To My First Students,
I want to thank you from the bottom of my heart for the memories and experience you have given me. Let me first begin by explaining how bizarre it is to look back to my first day of student teaching, a day when I had never known your faces or names. And now, I cannot imagine my life without having known you in it.
I credit you for continuing to fuel my drive and passion further. If I had to choose one word, I would say that it was fate that brought me into your classroom. How strange it is to go your whole life not knowing someone and then to get swept into a routine with them daily - a routine that you suddenly cannot imagine your life without. So, knowing that you would all be returning to class, without me standing in the hall waiting to greet you, has been like a process of grieving for me. But as Winnie the Pooh once said, “how lucky am I to have something that makes saying goodbye so hard?”
I was always incredibly eager to interact with each of you. There were so many different personalities in our class and it has been an absolute pleasure getting to work with each of them, from complimenting your efforts when I noticed you speaking more, to making an inside joke from class that day with you. For three months of my life, every moment revolved around you. I spent hours planning, teaching, creating and grading. I made you my priority whether you could see it or not. I took so much pride in being able to call you my students. I was proud of the way you carried yourselves in class and in the hall, the way so many of you would look out for and encourage other classmates. I was proud of the mature conversations and academic risks you took part in and enjoyed getting to see you improve and grow as people and as students. You are such a fun, intelligent, and kind group of students and I can only pray that you never change.
This experience has been the most challenging and rewarding experience of my life. I’ve never felt so equally exhausted and inspired all at once. I only wish I had more time with you all as there is so much more I wish I could have done with you, so much more I know I could have learned from you. But I am eternally grateful for the opportunity I had and being allowed to take you away from your teacher and to call you ‘my own’ for a period of time.

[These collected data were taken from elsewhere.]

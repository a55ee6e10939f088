//! Lifting focus functions into structure functions.
//!
//! If `lens` focuses on an `A` inside an `S`, then `lift(lens, f)` with
//! `f: A -> A` is a function `S -> S` that rewrites only the focus.
//!
//! # Examples
//!
//! ```
//! use focal::optics::{from_path, lift, over};
//! use focal::record;
//! use focal::value::Value;
//!
//! let square = |value: Value| Value::from(value.as_i64().unwrap_or(0).pow(2));
//!
//! let square_a = lift(from_path(["a"]), square);
//! assert_eq!(square_a(record! { "a" => 2 }).unwrap(), record! { "a" => 4 });
//!
//! assert_eq!(over(&from_path(["a"]), square, record! { "a" => 3 }).unwrap(), record! { "a" => 9 });
//! ```

use crate::error::LensError;
use crate::optics::Lens;

/// Lifts `function` into the world of `lens`.
///
/// The returned function reads the focus, applies `function` and writes the
/// result back.
///
/// # Errors
///
/// The returned function propagates the error of [`Lens::set`].
pub fn lift<S, A, L, F>(lens: L, function: F) -> impl Fn(S) -> Result<S, LensError>
where
    L: Lens<S, A>,
    F: Fn(A) -> A,
{
    move |source| {
        let focus = function(lens.peek(&source));
        lens.set(source, focus)
    }
}

/// Lifts a two-argument `function` into the world of `lens`.
///
/// The extra argument is passed through to `function` untouched, which is
/// how a focus-level reducer `(A, E) -> A` becomes a structure-level one.
///
/// # Example
///
/// ```
/// use focal::optics::{from_path, lift_with};
/// use focal::record;
/// use focal::value::Value;
///
/// struct Increment { by: i64 }
///
/// let increment = lift_with(from_path(["a"]), |count: Value, action: &Increment| {
///     Value::from(count.as_i64().unwrap_or(0) + action.by)
/// });
///
/// assert_eq!(
///     increment(record! { "a" => 1 }, &Increment { by: 2 }).unwrap(),
///     record! { "a" => 3 }
/// );
/// ```
///
/// # Errors
///
/// The returned function propagates the error of [`Lens::set`].
pub fn lift_with<S, A, E, L, F>(lens: L, function: F) -> impl Fn(S, E) -> Result<S, LensError>
where
    L: Lens<S, A>,
    F: Fn(A, E) -> A,
{
    move |source, extra| {
        let focus = function(lens.peek(&source), extra);
        lens.set(source, focus)
    }
}

/// Applies `function` to the focus of `lens` inside `source`.
///
/// `over(&lens, f, s)` is equivalent to `lift(&lens, f)(s)`.
///
/// # Errors
///
/// Propagates the error of [`Lens::set`].
pub fn over<S, A, L, F>(lens: &L, function: F, source: S) -> Result<S, LensError>
where
    L: Lens<S, A> + ?Sized,
    F: FnOnce(A) -> A,
{
    let focus = function(lens.peek(&source));
    lens.set(source, focus)
}

/// Alias of [`over`].
///
/// # Errors
///
/// Propagates the error of [`Lens::set`].
pub fn map<S, A, L, F>(lens: &L, function: F, source: S) -> Result<S, LensError>
where
    L: Lens<S, A> + ?Sized,
    F: FnOnce(A) -> A,
{
    over(lens, function, source)
}

#[cfg(test)]
mod tests {
    use super::*;
    use crate::optics::{from_path, read_only};
    use crate::record;
    use crate::value::Value;
    use rstest::rstest;

    fn constant_two(_: Value) -> Value {
        Value::from(2)
    }

    #[rstest]
    fn test_lift_rewrites_focus() {
        let lifted = lift(from_path(["a"]), constant_two);
        assert_eq!(lifted(record! { "a" => 1 }), Ok(record! { "a" => 2 }));
    }

    #[rstest]
    fn test_map_matches_over() {
        let lens = from_path(["a", "b"]);
        let source = record! { "a" => record! { "b" => 1 } };

        assert_eq!(
            map(&lens, constant_two, source.clone()),
            over(&lens, constant_two, source)
        );
    }

    #[rstest]
    fn test_lift_through_read_only_lens_fails() {
        let lifted = lift(read_only(|value: &Value| value.clone()), |value| value);
        assert_eq!(lifted(Value::Null), Err(LensError::ReadOnly));
    }
}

Student teaching can really make or break an individual. It is the first real exposure to the career us educators plan to embark on for years to come. In those short months, you could learn that you aren’t cut out for teaching. I could have been scared and found myself wanting to run in the opposite direction, but I am so grateful to have had an experience that makes me want to run harder and faster towards my dream career, my ultimate goal. I owe this to all of you, the first and only kids I will ever get to call my first students. Thank you for being a constant reminder of why I fell in love with this profession in the first place. Thank you for confirming that teaching is more of a passion than it is a job. Thank you for inspiring me to be a better person. And thank you for allowing me to learn and grow with you.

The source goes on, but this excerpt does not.